* _Exercise objective_: Output exactly, with nothing added, the entries from the first line through the line with "works with the".

* _Record extracts_:
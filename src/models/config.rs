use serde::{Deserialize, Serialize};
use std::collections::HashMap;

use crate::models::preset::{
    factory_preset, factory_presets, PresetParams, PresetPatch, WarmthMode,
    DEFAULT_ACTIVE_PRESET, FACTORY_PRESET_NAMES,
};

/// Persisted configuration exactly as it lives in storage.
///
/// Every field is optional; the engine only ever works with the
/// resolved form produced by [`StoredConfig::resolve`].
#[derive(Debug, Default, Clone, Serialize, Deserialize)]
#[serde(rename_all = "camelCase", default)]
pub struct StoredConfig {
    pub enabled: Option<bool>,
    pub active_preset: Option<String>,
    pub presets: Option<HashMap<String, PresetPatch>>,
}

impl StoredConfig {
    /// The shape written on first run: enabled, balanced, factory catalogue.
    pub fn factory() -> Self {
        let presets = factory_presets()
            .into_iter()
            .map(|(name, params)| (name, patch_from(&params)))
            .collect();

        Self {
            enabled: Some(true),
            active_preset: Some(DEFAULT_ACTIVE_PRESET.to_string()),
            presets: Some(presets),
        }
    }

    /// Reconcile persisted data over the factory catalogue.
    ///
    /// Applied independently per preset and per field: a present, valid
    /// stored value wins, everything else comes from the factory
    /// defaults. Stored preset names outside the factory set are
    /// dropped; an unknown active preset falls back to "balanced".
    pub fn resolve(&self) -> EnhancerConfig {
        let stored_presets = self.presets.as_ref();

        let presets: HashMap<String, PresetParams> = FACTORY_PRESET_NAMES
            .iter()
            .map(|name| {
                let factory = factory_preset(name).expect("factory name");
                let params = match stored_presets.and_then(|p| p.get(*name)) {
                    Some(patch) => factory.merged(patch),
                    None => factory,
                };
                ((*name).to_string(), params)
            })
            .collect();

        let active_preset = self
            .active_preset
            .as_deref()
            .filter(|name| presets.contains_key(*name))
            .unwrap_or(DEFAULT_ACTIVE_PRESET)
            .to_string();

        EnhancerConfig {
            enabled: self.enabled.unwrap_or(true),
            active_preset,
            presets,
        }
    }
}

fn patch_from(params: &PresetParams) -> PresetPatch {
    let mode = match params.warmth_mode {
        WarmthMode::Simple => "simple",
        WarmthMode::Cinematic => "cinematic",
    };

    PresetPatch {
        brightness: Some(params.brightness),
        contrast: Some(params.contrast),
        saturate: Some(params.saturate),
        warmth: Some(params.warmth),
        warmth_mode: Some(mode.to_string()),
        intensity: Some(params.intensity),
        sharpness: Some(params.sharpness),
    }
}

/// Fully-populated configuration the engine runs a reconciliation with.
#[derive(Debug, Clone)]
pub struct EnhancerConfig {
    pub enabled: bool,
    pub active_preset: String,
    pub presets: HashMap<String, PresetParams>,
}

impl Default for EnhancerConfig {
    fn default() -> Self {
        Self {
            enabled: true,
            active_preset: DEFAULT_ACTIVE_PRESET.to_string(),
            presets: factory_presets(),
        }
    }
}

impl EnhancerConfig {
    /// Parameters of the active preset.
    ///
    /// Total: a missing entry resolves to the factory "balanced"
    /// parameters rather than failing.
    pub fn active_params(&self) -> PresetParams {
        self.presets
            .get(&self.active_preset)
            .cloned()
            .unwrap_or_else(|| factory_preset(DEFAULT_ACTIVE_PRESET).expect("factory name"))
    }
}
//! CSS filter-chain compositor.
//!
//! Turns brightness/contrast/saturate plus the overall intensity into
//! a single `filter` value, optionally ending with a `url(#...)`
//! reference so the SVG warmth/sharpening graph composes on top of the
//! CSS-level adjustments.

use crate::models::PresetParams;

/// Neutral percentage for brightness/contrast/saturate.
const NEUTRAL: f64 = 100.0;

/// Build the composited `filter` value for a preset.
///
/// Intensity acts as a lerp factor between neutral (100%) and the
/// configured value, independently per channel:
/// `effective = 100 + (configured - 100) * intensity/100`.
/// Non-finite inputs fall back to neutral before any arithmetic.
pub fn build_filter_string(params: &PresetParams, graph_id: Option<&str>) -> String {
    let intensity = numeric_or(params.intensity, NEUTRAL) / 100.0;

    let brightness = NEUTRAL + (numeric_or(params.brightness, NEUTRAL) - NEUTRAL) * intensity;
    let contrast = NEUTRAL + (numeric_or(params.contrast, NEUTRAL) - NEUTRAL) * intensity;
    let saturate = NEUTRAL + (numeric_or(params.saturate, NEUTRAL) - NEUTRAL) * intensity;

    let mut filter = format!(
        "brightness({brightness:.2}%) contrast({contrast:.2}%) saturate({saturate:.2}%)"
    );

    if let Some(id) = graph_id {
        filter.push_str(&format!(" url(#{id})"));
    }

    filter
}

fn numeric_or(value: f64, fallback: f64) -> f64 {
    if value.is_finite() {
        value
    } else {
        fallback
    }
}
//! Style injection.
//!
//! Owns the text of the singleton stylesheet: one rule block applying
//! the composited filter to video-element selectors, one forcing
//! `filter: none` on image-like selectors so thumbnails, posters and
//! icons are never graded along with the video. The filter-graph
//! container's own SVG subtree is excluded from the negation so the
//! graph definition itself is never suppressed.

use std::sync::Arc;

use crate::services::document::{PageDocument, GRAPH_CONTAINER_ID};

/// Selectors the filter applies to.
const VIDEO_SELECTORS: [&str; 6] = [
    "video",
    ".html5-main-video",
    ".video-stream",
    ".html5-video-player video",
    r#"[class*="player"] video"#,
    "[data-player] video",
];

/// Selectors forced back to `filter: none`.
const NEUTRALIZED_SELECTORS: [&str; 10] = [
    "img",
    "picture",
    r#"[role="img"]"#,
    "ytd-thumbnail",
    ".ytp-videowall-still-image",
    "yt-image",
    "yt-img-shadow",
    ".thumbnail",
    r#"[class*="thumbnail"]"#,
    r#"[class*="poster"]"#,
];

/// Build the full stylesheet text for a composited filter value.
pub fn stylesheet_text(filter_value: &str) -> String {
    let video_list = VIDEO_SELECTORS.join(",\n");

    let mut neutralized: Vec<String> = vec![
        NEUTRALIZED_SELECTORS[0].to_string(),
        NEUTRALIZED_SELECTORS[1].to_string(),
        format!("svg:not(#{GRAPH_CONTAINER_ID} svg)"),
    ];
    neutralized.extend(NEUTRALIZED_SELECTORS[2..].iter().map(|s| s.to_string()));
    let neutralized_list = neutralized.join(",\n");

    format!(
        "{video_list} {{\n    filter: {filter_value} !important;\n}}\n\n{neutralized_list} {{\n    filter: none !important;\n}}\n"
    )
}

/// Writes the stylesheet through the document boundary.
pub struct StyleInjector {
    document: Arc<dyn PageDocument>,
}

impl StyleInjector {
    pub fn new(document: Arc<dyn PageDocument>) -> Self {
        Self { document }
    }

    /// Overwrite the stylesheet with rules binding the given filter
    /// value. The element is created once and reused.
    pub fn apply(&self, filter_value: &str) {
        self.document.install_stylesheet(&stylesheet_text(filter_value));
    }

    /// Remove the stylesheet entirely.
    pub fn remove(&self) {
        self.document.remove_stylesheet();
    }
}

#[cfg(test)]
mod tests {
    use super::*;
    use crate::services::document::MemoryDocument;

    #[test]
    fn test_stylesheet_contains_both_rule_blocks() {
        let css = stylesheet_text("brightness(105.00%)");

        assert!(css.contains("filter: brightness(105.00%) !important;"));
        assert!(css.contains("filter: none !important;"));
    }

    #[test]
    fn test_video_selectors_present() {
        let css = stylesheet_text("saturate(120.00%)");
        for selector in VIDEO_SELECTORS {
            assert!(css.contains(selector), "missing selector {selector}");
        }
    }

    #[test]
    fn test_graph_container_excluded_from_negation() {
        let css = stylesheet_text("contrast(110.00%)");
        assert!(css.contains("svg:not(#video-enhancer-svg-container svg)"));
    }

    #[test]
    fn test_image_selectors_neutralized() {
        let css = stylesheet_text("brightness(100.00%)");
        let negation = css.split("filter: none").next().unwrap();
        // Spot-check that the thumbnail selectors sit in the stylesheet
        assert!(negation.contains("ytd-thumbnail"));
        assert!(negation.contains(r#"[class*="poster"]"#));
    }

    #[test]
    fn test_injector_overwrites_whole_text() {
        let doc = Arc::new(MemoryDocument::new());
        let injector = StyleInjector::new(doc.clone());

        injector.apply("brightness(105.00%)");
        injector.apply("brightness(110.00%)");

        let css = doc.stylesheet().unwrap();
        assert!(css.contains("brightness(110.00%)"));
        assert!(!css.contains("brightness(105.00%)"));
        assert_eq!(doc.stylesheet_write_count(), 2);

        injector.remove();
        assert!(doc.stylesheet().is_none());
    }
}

* _Solution to this exercise_:
filename src/models/config.rs
use serde::{Deserialize, Serialize};
use std::collections::HashMap;

use crate::models::preset::{
    factory_preset, factory_presets, PresetParams, PresetPatch, WarmthMode,
    DEFAULT_ACTIVE_PRESET, FACTORY_PRESET_NAMES,
};

/// Persisted configuration exactly as it lives in storage.
///
/// Every field is optional; the engine only ever works with the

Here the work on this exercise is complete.